One of my employees, my Executive Vice President of Sales and Marketing, Jim Gissy, became a multi, multi millionaire being with me. He was so appreciative that about 3 years ago he called a meeting of all the Managers in the company. We had about 200 Managers at that time, and they brought their spouses or other half, and we had a big meeting for about 400 people in a ballroom of a Disney World Hotel which I owned at the time, and he made a motivational speech to everyone thanking them at Christmas time and he was thanking them for a great job they had all done, and then at the end of his speech he said “now I am going to do something that I am sure has never been done before”. He said “I am going to give my boss a present which I know he would not buy for himself” and then the Rocky music started playing and the walls opened up and in the next room underneath a big chandelier, was a brand new Rolls Royce Phantom that he gave me as a present. Just to show his appreciation of being so successful for being with me. I don’t think it has ever been done before. I have never heard of it.

Paul
Or ever again, probably.

David Siegel with Nelson Cienfuegos, Vice President of Marketing (left) and Mark Waltrip, Chief Operating Officer (middle)
David Siegel with Nelson Cienfuegos, Vice President of Marketing (left) and Mark Waltrip, Chief Operating Officer (middle)

David
I take a lot of pleasure … people ask me why I still work. I have achieved, more than achieved my goals. People ask why do I keep traveling all over the world looking at resorts and it really has to do with, I get a lot of pleasure out of these success stories of the people who work for me and for that reason, years ago I set up the Westgate Resorts Charitable Foundation and there are two parts to it. One part of the Foundation we help over 100 charities in the cities where we have resorts, and the other part of it is that we are a safety net for our employees.
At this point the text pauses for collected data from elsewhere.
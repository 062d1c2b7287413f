//! Engine lifecycle and per-frame orchestration.
//!
//! The composition layer registers entities, signals readiness once,
//! feeds scroll/resize events, and calls `frame` on every display
//! refresh with its [`Host`]. Everything else — smoothing, timeline
//! evaluation, starfield painting, scene sync — happens inside the frame
//! in scheduler order.

use std::collections::BTreeSet;

use log::{debug, error, info, warn};
use rand::rngs::StdRng;
use rand::SeedableRng;

use crate::camera::Camera;
use crate::config::Config;
use crate::error::EngineError;
use crate::features::{celestial::Celestial, cubes::Cubes, glyphs::Glyphs, sections::Sections, Choreography};
use crate::frame::{FrameScheduler, Stage};
use crate::gfx::math::{Rect, Vec2};
use crate::gfx::starfield::Starfield;
use crate::gfx::surface::Surface;
use crate::perf::FpsMonitor;
use crate::registry::{EntityId, EntityKind, Registry, Transform};
use crate::scroll::{ScrollSample, ScrollSource};
use crate::timeline::phase::{AnchorMap, EvalCtx};
use crate::timeline::TimelineSet;

/// Events the composition layer feeds in. They are cheap to deliver at
/// any rate; per-frame work happens only in [`Engine::frame`].
#[derive(Debug, Clone, Copy, PartialEq)]
pub enum Event {
    Scroll { offset: f32 },
    Resize { width: f32, height: f32, pixel_ratio: f32 },
    ReducedMotion(bool),
}

/// The collaborator boundary: live geometry in, transforms out.
pub trait Host {
    fn viewport(&self) -> Vec2;

    fn pixel_ratio(&self) -> f32 {
        1.0
    }

    /// Document-space rect of a named anchor, if it exists yet.
    fn anchor_rect(&self, name: &str) -> Option<Rect>;

    /// The starfield's raster target. `None` disables the starfield
    /// without affecting anything else.
    fn surface(&mut self) -> Option<&mut dyn Surface>;

    /// Push current transforms into the 3D scene / DOM. A failure here
    /// is isolated: logged once, then scene sync is dropped for good
    /// while the rest of the page keeps animating.
    fn sync_scene(&mut self, registry: &Registry) -> anyhow::Result<()>;
}

#[derive(Debug, Clone, Copy)]
struct PendingResize {
    width: f32,
    height: f32,
    pixel_ratio: f32,
    /// Set when first seen by a frame; the debounce window counts from
    /// here and restarts on every fresh resize event.
    observed_at: Option<f64>,
}

pub struct Engine {
    config: Config,
    scheduler: FrameScheduler,
    scroll: ScrollSource,
    registry: Registry,
    camera: Camera,
    starfield: Starfield,
    timelines: TimelineSet,
    features: Vec<Box<dyn Choreography>>,
    /// Indexes into `features` not yet built+bound.
    unbound: Vec<usize>,
    anchors: AnchorMap,
    anchor_names: BTreeSet<String>,
    anchors_stale: bool,
    viewport: Vec2,
    pixel_ratio: f32,
    pending_resize: Option<PendingResize>,
    reduced_motion: bool,
    ready: bool,
    scene_failed: bool,
    surface_warned: bool,
    start_time: Option<f64>,
    sample: ScrollSample,
    rng: StdRng,
    fps: FpsMonitor,
}

impl Engine {
    pub fn new(config: Config) -> Self {
        let camera = Camera::new(config.camera.z, config.camera.fov_deg);
        let starfield = Starfield::new(config.starfield.count, 1.0, 1.0);
        let scroll = ScrollSource::new(config.scroll.smoothing);
        let reduced_motion = config.reduced_motion;
        let features = Self::build_features(&config, reduced_motion);
        let unbound = (0..features.len()).collect();

        Self {
            config,
            scheduler: FrameScheduler::new(),
            scroll,
            registry: Registry::new(),
            camera,
            starfield,
            timelines: TimelineSet::new(),
            features,
            unbound,
            anchors: AnchorMap::new(),
            anchor_names: BTreeSet::new(),
            anchors_stale: true,
            viewport: Vec2::ZERO,
            pixel_ratio: 1.0,
            pending_resize: None,
            reduced_motion,
            ready: false,
            scene_failed: false,
            surface_warned: false,
            start_time: None,
            sample: ScrollSample::default(),
            rng: StdRng::from_entropy(),
            fps: FpsMonitor::new(),
        }
    }

    fn build_features(config: &Config, reduced_motion: bool) -> Vec<Box<dyn Choreography>> {
        vec![
            Box::new(Glyphs::new(config.glyphs)),
            Box::new(Celestial),
            Box::new(Sections),
            Box::new(Cubes::new(
                config.cubes,
                config.mobile_breakpoint,
                reduced_motion,
            )),
        ]
    }

    /// Adopt the host's current geometry and start the frame loop. The
    /// composition layer should have its entities registered (or call
    /// `entities_ready` later); starting twice is a no-op.
    pub fn start(&mut self, host: &mut dyn Host) {
        if self.scheduler.is_running() {
            debug!("start() on a running engine, ignoring");
            return;
        }
        self.viewport = host.viewport();
        self.pixel_ratio = host.pixel_ratio();
        self.starfield.resize(self.viewport.x, self.viewport.y);
        self.anchors_stale = true;
        self.scheduler.start();
        info!(
            "engine started at {:.0}x{:.0}@{}x",
            self.viewport.x, self.viewport.y, self.pixel_ratio
        );
    }

    /// Synchronous teardown: stop the loop, release every trigger, leave
    /// nothing that could fire later. Entities stay registered so a
    /// restart can rebind.
    pub fn stop(&mut self) {
        self.scheduler.stop();
        self.timelines.clear();
        self.unbound = (0..self.features.len()).collect();
        self.start_time = None;
        info!("engine stopped");
    }

    pub fn is_running(&self) -> bool {
        self.scheduler.is_running()
    }

    pub fn register_entity(
        &mut self,
        id: EntityId,
        kind: EntityKind,
        initial: Transform,
    ) -> Result<(), EngineError> {
        self.registry.register(id, kind, initial)
    }

    pub fn unregister_entity(&mut self, id: &EntityId) {
        self.registry.unregister(id);
    }

    pub fn registry(&self) -> &Registry {
        &self.registry
    }

    pub fn current_fps(&self) -> u32 {
        self.fps.current_fps()
    }

    pub fn last_sample(&self) -> ScrollSample {
        self.sample
    }

    pub fn viewport(&self) -> Vec2 {
        self.viewport
    }

    pub fn handle_event(&mut self, event: Event) {
        match event {
            Event::Scroll { offset } => self.scroll.set_raw(offset),
            Event::Resize {
                width,
                height,
                pixel_ratio,
            } => {
                // Coalesce: the newest geometry wins and the debounce
                // window restarts
                self.pending_resize = Some(PendingResize {
                    width,
                    height,
                    pixel_ratio,
                    observed_at: None,
                });
            }
            Event::ReducedMotion(enabled) => {
                if enabled != self.reduced_motion {
                    info!("reduced motion {}", if enabled { "on" } else { "off" });
                    self.reduced_motion = enabled;
                    self.rebuild_cubes();
                }
            }
        }
    }

    /// The one-shot ready signal from the composition layer: all named
    /// entities exist, timelines may bind. Idempotent; a second call
    /// neither rebinds nor duplicates writes.
    pub fn entities_ready(&mut self) {
        if self.ready {
            debug!("entities_ready() repeated, ignoring");
            return;
        }
        self.ready = true;
        self.try_bind_features();
    }

    /// Drive one frame. `now` is the host clock in seconds.
    pub fn frame(&mut self, now: f64, host: &mut dyn Host) {
        let Some(dt) = self.scheduler.begin_frame(now) else {
            return;
        };
        let elapsed = (now - *self.start_time.get_or_insert(now)) as f32;

        self.apply_debounced_resize(now);
        if self.ready && !self.unbound.is_empty() {
            // Entities arrived after the ready signal; keep retrying
            self.try_bind_features();
        }
        if self.anchors_stale {
            self.refresh_anchors(host);
        }

        for stage in self.scheduler.stages().to_vec() {
            match stage {
                Stage::SampleScroll => {
                    self.sample = self.scroll.sample(now);
                }
                Stage::EvaluateTimelines => {
                    let mut ctx = EvalCtx {
                        registry: &mut self.registry,
                        camera: &self.camera,
                        viewport: self.viewport,
                        anchors: &self.anchors,
                        scroll: self.sample.smoothed_offset,
                    };
                    self.timelines.evaluate_all(&mut ctx, dt, elapsed);
                }
                Stage::RenderStarfield => match host.surface() {
                    Some(surface) => {
                        self.starfield
                            .tick(self.sample.smoothed_offset, elapsed, surface);
                    }
                    None => {
                        if !self.surface_warned {
                            warn!("{}", EngineError::SurfaceUnavailable);
                            self.surface_warned = true;
                        }
                    }
                },
                Stage::SyncScene => {
                    if !self.scene_failed {
                        if let Err(e) = host.sync_scene(&self.registry) {
                            // Isolate the 3D collaborator: drop to the
                            // non-3D fallback, keep everything else alive
                            error!("scene sync failed, disabling 3D sync: {e:#}");
                            self.scene_failed = true;
                        }
                    }
                }
            }
        }

        self.fps.tick(now);
    }

    fn rebuild_cubes(&mut self) {
        self.timelines.remove("cubes");
        for (i, feature) in self.features.iter_mut().enumerate() {
            if feature.name() == "cubes" {
                *feature = Box::new(Cubes::new(
                    self.config.cubes,
                    self.config.mobile_breakpoint,
                    self.reduced_motion,
                ));
                if !self.unbound.contains(&i) {
                    self.unbound.push(i);
                }
            }
        }
        if self.ready {
            self.try_bind_features();
        }
    }

    fn try_bind_features(&mut self) {
        let mut still_unbound = Vec::new();
        for &index in &self.unbound {
            let feature = &self.features[index];
            let missing: Vec<EntityId> = feature
                .required_entities()
                .into_iter()
                .filter(|id| !self.registry.contains(id))
                .collect();
            if !missing.is_empty() {
                debug!(
                    "deferring `{}`: {} entities not registered yet",
                    feature.name(),
                    missing.len()
                );
                still_unbound.push(index);
                continue;
            }

            for name in feature.required_anchors() {
                self.anchor_names.insert(name);
            }
            for timeline in feature.build(&mut self.rng) {
                for anchor in timeline.required_anchors() {
                    self.anchor_names.insert(anchor.to_string());
                }
                if let Err(e) = self.timelines.bind(timeline) {
                    warn!("{e}");
                }
            }
            info!("bound choreography `{}`", feature.name());
            self.anchors_stale = true;
        }
        self.unbound = still_unbound;
    }

    fn apply_debounced_resize(&mut self, now: f64) {
        let Some(mut pending) = self.pending_resize else {
            return;
        };
        let observed = *pending.observed_at.get_or_insert(now);
        self.pending_resize = Some(pending);

        if now - observed < self.config.resize_debounce_ms as f64 / 1000.0 {
            return;
        }
        self.pending_resize = None;
        self.viewport = Vec2::new(pending.width, pending.height);
        self.pixel_ratio = pending.pixel_ratio;

        // Everything measured against the old layout is now stale:
        // trigger ranges, cube rest centers, the star bounds
        self.starfield.resize(pending.width, pending.height);
        self.timelines.invalidate_all();
        self.anchors_stale = true;
        info!(
            "resized to {:.0}x{:.0}@{}x, measurements invalidated",
            pending.width, pending.height, pending.pixel_ratio
        );
    }

    /// Re-measure every known anchor from the host. Anchors that cannot
    /// be measured yet stay absent and are retried next frame; timelines
    /// needing them defer on their own.
    fn refresh_anchors(&mut self, host: &dyn Host) {
        self.anchors.clear();
        let mut missing = 0usize;
        for name in &self.anchor_names {
            match host.anchor_rect(name) {
                Some(rect) => {
                    self.anchors.insert(name.clone(), rect);
                }
                None => missing += 1,
            }
        }
        self.anchors_stale = missing > 0;
        if missing > 0 {
            debug!("{missing} anchors not measurable yet");
        }
    }
}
No matter what could happen to one of my employees, if they are not covered by insurance, or by some other agency, we are there for them. My employees know that and it is a good assurance that they have, they know that they will be taken care of. I treat everyone like family and they know that if something happened to them we are going to be there for them. Just to give you an example, one of my employee’s sons was failing school because he had a hard time hearing. So the Foundation bought him hearing aids and now he is making straight A’s at school. Another example, another employee had a child that was very sickly because he had a hole in his heart and we
sent the child on an air-vac to a hospital in Cincinnati, a children’s hospital, and they operated on the child and today the child is doing fine. So we have helped a lot of people.

We have helped bury employees’ family members. Just whatever problems they have. During tornados we put them up. 3 years ago when we had hurricanes come through Central Florida, one right after the other, which was unusual because Central Florida had never had a hurricane before and we got 4 in one year, I actually had 1500 of my employees staying in my resorts free of charge until they could get their homes put back together. So they know we are for them and that is why they are very loyal and they look out for me as well.

And of course we help all these other charities, children’s charities and I don’t think we ever met a charity we did not like and we are constantly being asked to donate. I donate a lot of money to this one hospital in Orlando and last week one of my employee’s son fell off his bike and hit his head on the kerb so hard, he had a helmet on, but it split the helmet in half and she was on her way to an emergency room with him, and who knows how long you wait in an emergency room, so I picked up the phone, I called the President of the hospital. She was treated as if the Queen came there, they took her in, and they took care of him. So that is the kind of things we do. I am proud to be able to do it.

Paul
Absolutely. It is outstanding. In contrast, what have been your greatest challenges on the way?

David
Well, my whole life hasn’t been straight up. I have had a lot of external things happen through no fault of my own that have caused me to be like on a roller coaster through my business life.

In 1961 I was in the TV business, I was doing quite well, I had a new home, I had a brand new car. My first wife just had our first child and I got called to active duty in the air force. That was when they built the Berlin Wall and President Kennedy activated all the reservists. I never went overseas but I was on active duty stationed at an air force base and I came back a year later. When we got released I had no business, my home was foreclosed on and my car was repossessed. My credit was shot and I had to close up my business and I opened up another one and borrowed money. Within 6 months I was doing better than I had ever done before in my life. I know business; I know how to grow a business and my wife had our second child.

Next I go to visit her in the hospital the day after the baby was born. This was July 11th 1963 and one of the customers came in and shot and killed my store manager. So I am out of business again. But I started again and I built up what I called a mini Wal-Mart and then what happened 5 years later, I am doing fantastic and the riots happened and I am out of business again.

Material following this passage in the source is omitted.